→ **PROMPT**
Find the lines below that contain the word "exists" and count them. Only the number should be given.
——
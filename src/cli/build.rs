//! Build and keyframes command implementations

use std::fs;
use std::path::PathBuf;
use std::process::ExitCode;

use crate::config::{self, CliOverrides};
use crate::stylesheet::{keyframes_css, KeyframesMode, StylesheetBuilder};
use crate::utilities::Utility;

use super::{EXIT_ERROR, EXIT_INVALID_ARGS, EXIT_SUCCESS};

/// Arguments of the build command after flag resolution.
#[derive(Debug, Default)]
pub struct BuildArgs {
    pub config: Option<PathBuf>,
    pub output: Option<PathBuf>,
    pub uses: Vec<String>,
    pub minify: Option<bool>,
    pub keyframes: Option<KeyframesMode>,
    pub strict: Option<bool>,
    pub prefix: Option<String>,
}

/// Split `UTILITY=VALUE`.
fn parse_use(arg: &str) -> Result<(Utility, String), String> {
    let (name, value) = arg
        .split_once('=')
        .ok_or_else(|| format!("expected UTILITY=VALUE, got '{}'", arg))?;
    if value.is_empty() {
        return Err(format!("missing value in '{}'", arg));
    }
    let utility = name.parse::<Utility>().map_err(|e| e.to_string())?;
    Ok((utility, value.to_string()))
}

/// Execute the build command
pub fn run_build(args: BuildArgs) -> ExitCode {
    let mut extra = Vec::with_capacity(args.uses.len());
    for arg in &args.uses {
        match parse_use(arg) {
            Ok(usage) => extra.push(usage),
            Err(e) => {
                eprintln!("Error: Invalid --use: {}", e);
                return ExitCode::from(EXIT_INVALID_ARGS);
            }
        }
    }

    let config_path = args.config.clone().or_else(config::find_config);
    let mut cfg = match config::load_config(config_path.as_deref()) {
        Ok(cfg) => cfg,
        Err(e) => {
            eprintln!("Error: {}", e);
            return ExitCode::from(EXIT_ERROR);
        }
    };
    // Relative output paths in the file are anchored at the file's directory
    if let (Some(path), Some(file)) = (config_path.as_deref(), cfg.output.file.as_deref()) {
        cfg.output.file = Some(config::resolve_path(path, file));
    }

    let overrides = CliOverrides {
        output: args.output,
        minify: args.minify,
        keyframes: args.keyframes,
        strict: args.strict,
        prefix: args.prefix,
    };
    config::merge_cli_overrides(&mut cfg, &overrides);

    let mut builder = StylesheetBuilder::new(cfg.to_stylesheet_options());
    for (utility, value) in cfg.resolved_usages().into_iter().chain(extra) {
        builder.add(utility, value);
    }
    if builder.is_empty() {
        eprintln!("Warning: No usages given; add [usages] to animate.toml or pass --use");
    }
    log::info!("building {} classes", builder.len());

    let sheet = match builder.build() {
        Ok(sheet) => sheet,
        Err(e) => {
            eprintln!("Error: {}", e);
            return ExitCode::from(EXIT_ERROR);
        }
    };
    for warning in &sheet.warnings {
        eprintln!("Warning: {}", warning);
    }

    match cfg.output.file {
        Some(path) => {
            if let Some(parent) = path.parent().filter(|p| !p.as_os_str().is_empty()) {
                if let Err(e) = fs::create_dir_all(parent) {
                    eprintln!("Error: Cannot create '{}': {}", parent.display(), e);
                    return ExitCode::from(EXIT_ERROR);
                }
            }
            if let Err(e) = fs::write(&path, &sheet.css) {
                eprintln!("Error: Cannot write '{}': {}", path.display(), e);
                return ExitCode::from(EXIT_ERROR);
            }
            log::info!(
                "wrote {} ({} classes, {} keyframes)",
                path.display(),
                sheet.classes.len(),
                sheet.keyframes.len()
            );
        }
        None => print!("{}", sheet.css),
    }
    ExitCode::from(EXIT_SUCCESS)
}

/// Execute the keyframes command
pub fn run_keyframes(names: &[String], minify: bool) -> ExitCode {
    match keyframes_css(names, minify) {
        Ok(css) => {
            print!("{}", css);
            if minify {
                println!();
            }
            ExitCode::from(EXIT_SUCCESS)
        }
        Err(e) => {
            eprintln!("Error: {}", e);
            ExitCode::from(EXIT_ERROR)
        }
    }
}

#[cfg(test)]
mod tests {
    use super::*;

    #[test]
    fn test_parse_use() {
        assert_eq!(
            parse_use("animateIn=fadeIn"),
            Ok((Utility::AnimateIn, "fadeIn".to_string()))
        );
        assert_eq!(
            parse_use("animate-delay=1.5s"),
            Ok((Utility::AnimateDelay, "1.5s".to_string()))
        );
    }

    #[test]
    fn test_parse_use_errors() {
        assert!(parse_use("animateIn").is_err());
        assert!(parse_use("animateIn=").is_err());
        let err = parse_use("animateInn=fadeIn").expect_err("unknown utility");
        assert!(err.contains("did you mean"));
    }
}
——
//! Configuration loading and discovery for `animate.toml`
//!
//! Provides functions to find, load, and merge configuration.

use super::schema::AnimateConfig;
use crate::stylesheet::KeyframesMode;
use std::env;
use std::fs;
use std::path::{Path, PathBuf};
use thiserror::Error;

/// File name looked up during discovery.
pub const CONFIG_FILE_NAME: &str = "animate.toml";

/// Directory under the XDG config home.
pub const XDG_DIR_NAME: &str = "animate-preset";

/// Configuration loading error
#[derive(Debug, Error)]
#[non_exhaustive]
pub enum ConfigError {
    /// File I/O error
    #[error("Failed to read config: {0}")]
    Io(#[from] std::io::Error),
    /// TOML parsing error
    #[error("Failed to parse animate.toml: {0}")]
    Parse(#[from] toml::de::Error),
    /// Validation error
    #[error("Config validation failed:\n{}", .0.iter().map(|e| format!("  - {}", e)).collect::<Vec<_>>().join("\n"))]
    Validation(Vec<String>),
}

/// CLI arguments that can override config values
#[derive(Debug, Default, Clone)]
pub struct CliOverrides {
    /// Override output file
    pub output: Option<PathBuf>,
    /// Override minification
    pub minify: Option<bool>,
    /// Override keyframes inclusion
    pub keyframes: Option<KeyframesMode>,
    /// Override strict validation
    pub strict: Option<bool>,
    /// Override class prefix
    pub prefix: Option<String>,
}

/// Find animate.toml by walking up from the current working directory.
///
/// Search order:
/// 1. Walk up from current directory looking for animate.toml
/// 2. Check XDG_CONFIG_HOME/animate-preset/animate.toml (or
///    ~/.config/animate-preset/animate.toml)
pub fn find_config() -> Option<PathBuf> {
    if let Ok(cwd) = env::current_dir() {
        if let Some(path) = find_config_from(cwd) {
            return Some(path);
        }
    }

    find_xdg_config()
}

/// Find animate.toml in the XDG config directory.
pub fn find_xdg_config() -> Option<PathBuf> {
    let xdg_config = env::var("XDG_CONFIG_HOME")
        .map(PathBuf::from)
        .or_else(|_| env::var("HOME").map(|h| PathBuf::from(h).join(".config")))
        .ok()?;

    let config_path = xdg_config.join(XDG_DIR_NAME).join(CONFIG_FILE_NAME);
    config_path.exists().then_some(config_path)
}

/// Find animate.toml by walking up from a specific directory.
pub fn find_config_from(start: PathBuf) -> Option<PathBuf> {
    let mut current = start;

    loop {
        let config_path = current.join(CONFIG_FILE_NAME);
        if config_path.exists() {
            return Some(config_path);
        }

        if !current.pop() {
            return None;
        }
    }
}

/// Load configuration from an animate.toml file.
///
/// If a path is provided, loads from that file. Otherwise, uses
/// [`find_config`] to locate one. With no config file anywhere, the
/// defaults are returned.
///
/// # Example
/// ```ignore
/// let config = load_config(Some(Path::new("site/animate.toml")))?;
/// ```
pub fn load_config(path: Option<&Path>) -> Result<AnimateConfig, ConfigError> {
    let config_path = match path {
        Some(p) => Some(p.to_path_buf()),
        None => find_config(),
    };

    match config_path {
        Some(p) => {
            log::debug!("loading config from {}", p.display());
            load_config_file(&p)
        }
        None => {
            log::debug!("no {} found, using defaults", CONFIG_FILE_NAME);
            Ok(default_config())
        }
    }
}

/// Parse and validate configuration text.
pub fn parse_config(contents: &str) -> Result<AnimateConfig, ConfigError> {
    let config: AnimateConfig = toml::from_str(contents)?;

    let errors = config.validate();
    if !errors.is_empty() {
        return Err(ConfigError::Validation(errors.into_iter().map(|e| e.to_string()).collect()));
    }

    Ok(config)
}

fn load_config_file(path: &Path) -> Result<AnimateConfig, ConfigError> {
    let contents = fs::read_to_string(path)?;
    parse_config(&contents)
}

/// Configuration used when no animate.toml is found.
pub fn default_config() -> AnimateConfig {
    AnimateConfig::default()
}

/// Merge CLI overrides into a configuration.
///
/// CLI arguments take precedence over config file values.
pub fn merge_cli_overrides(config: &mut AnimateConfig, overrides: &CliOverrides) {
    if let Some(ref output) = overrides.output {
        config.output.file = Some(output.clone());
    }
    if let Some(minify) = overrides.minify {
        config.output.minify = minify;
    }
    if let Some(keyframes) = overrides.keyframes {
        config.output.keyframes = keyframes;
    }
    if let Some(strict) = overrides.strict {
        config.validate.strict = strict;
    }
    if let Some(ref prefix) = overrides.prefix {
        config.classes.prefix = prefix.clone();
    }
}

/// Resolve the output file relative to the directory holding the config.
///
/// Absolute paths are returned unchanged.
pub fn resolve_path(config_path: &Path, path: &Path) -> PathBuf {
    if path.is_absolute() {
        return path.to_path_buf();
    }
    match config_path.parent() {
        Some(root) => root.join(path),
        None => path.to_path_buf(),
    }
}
——
→ **EXERCISE SOLUTION**
2